10Proof beyond a reasonable doubt is not equivalent to proof of probable or likely guilt, nor is it proof to a level of absolute certainty. The trier of fact must be sure that an accused person committed the offence to convict. If the trier of fact is not sure, then the accused cannot be guilty.
(ii) W.(D.) Analysis
11Because the accused testified and denied the allegations, I must follow the three-step analysis in R. v. W.(D.), [1991] 1 S.C.R 742, at pp. 757–58:
I. If I believe the accused’s evidence, I must acquit him.
II. If I do not believe the accused’s evidence but I am left in reasonable doubt by it or any other evidence called, I must acquit him.
III. Even if the accused’s evidence does not leave me in reasonable doubt, I must still ask myself whether the evidence I do accept proves his guilt beyond a reasonable doubt and, if not, I must acquit him.

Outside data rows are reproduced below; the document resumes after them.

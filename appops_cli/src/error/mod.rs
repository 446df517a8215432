use appops_client_core::error::RemoteError;
use appops_client_core::Error as CoreError;
use colored::*;
use std::error::Error as StdError;
use std::fmt;

/// CLI-specific error type with semantic exit codes
#[derive(Debug)]
pub struct CliError {
    /// The main error message
    message: String,

    /// Error category for exit code determination
    category: ErrorCategory,

    /// Additional context information
    context: Vec<(String, String)>,

    /// Suggestions for recovery
    pub suggestions: Vec<String>,

    /// Source error if any
    source: Option<Box<dyn StdError + Send + Sync>>,
}

/// Error categories that map to exit codes
#[derive(Debug, Clone, Copy, PartialEq, Eq)]
enum ErrorCategory {
    General,
    Misuse,
    Network,
    NotFound,
}

/// Semantic exit codes for the CLI
#[derive(Debug, Clone, Copy, PartialEq, Eq)]
#[repr(i32)]
pub enum ExitCode {
    Success = 0,
    GeneralError = 1,
    Misuse = 2,
    NetworkError = 3,
    NotFound = 4,
}

/// Result type for CLI operations
pub type CliResult<T> = Result<T, CliError>;

/// Extension trait for adding context to errors
pub trait ErrorContext {
    fn with_context(self, key: &str, value: &str) -> Self;
    fn with_suggestion(self, suggestion: &str) -> Self;
}

const COMMANDS: [&str; 8] = [
    "instances",
    "manage",
    "unmanage",
    "checkin",
    "checkout",
    "deploy",
    "config",
    "completions",
];

impl CliError {
    fn new(message: &str, category: ErrorCategory) -> Self {
        Self {
            message: message.to_string(),
            category,
            context: Vec::new(),
            suggestions: Vec::new(),
            source: None,
        }
    }

    /// Create a general error
    pub fn general(message: &str) -> Self {
        Self::new(message, ErrorCategory::General)
    }

    /// Create a command misuse error
    pub fn misuse(message: &str) -> Self {
        let mut error = Self::new(message, ErrorCategory::Misuse);
        error
            .suggestions
            .push("Run 'appops --help' for usage information".to_string());

        if message.contains("Unknown command")
            && let Some(cmd) = message.split(':').nth(1).map(|s| s.trim())
        {
            if let Some(known_cmd) = COMMANDS
                .iter()
                .find(|known| levenshtein_distance(cmd, known) <= 2)
            {
                error
                    .suggestions
                    .insert(0, format!("Did you mean '{known_cmd}'?"));
            }
        }

        error
    }

    /// Create a network error
    pub fn network(message: &str) -> Self {
        let mut error = Self::new(message, ErrorCategory::Network);
        error.suggestions = vec![
            "Check your network connection".to_string(),
            "Verify the org access tokens with 'appops config list'".to_string(),
        ];
        error
    }

    /// Create a not-found error
    pub fn not_found(message: &str) -> Self {
        let mut error = Self::new(message, ErrorCategory::NotFound);
        error
            .suggestions
            .push("Run 'appops instances' to see managed instances".to_string());
        error
    }

    /// Classify an orchestration core error
    pub fn from_core(error: CoreError) -> Self {
        let message = error.to_string();
        let mut cli_error = match &error {
            CoreError::Validation(_) => Self::misuse(&message),
            CoreError::Remote(RemoteError::Transport { .. }) => Self::network(&message),
            CoreError::Remote(RemoteError::Rejected { status, .. }) if *status == 401 => {
                Self::network(&message)
                    .with_suggestion("The stored access token may have expired")
            }
            CoreError::Resolution(_) => Self::not_found(&message),
            _ => Self::general(&message),
        };
        cli_error.source = Some(Box::new(error));
        cli_error
    }

    /// Get the exit code for this error
    pub fn exit_code(&self) -> ExitCode {
        match self.category {
            ErrorCategory::General => ExitCode::GeneralError,
            ErrorCategory::Misuse => ExitCode::Misuse,
            ErrorCategory::Network => ExitCode::NetworkError,
            ErrorCategory::NotFound => ExitCode::NotFound,
        }
    }

    fn label(&self) -> &'static str {
        match self.category {
            ErrorCategory::General => "Error",
            ErrorCategory::Misuse => "Usage Error",
            ErrorCategory::Network => "Network Error",
            ErrorCategory::NotFound => "Not Found",
        }
    }

    /// Format the error for user display
    pub fn format_for_user(&self, debug: bool) -> String {
        let mut output = String::new();

        let prefix = match self.category {
            ErrorCategory::Misuse => self.label().yellow(),
            _ => self.label().red(),
        };

        output.push_str(&format!("{}: {}\n", prefix, self.message));

        if !self.context.is_empty() {
            output.push_str("\nContext:\n");
            for (key, value) in &self.context {
                output.push_str(&format!("  {}: {}\n", key.bold(), value));
            }
        }

        if debug && let Some(source) = &self.source {
            output.push_str("\nCaused by:\n");
            let mut current: Option<&dyn StdError> = Some(source.as_ref());
            let mut level = 1;

            while let Some(err) = current {
                output.push_str(&format!("  {level}: {err}\n"));
                current = err.source();
                level += 1;
            }
        }

        if !self.suggestions.is_empty() {
            output.push_str("\nSuggestions:\n");
            for suggestion in &self.suggestions {
                output.push_str(&format!("  - {suggestion}\n"));
            }
        }

        output
    }
}

impl fmt::Display for CliError {
    fn fmt(&self, f: &mut fmt::Formatter<'_>) -> fmt::Result {
        write!(f, "{}: {}", self.label(), self.message)?;

        for (key, value) in &self.context {
            write!(f, " ({key}: {value})")?;
        }

        Ok(())
    }
}

impl StdError for CliError {
    fn source(&self) -> Option<&(dyn StdError + 'static)> {
        self.source
            .as_ref()
            .map(|e| e.as_ref() as &(dyn StdError + 'static))
    }
}

impl ErrorContext for CliError {
    fn with_context(mut self, key: &str, value: &str) -> Self {
        self.context.push((key.to_string(), value.to_string()));
        self
    }

    fn with_suggestion(mut self, suggestion: &str) -> Self {
        self.suggestions.push(suggestion.to_string());
        self
    }
}

/// Convert anyhow errors to CLI errors, keeping the core classification
impl From<anyhow::Error> for CliError {
    fn from(error: anyhow::Error) -> Self {
        match error.downcast::<CoreError>() {
            Ok(core) => Self::from_core(core),
            Err(other) => match other.downcast::<CliError>() {
                Ok(cli) => cli,
                Err(other) => Self::general(&format!("{other:#}")),
            },
        }
    }
}

impl From<CoreError> for CliError {
    fn from(error: CoreError) -> Self {
        Self::from_core(error)
    }
}

/// Simple Levenshtein distance for command suggestions
fn levenshtein_distance(s1: &str, s2: &str) -> usize {
    let s1_chars: Vec<char> = s1.chars().collect();
    let s2_chars: Vec<char> = s2.chars().collect();
    let len1 = s1_chars.len();
    let len2 = s2_chars.len();
    let mut matrix = vec![vec![0; len2 + 1]; len1 + 1];

    for (i, row) in matrix.iter_mut().enumerate().take(len1 + 1) {
        row[0] = i;
    }
    for (j, cell) in matrix[0].iter_mut().enumerate().take(len2 + 1) {
        *cell = j;
    }

    for (i, c1) in s1_chars.iter().enumerate() {
        let i1 = i + 1;
        for (j, c2) in s2_chars.iter().enumerate() {
            let j1 = j + 1;
            let cost = if c1 == c2 { 0 } else { 1 };
            matrix[i1][j1] = std::cmp::min(
                std::cmp::min(matrix[i][j1] + 1, matrix[i1][j] + 1),
                matrix[i][j] + cost,
            );
        }
    }

    matrix[len1][len2]
}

12I am entitled to accept some, none, or all of a witness’ evidence: R. v. R.E.M., 2008 SCC 51, [2008] 3 S.C.R. 3, at para. 65. Where I am unable to decide who to believe, the accused is entitled to an acquittal: R. v. J.H.S., 2008 SCC 30, [2008] 2 S.C.R. 152, at para 12.
13The burden remains on the Crown to prove the accused’s guilt beyond a reasonable doubt. I must determine whether the Crown discharged that burden. The accused does not have to prove anything, and a lack of credibility on the accused’s part does not equate to meeting this high bar: J.H.S., at para. 13; R. v. Kruk, 2024 SCC 7, 489 D.L.R. (4th) 385, at paras. 59, 62; and R. v. T.A., 2020 ONCA 783, at para. 28.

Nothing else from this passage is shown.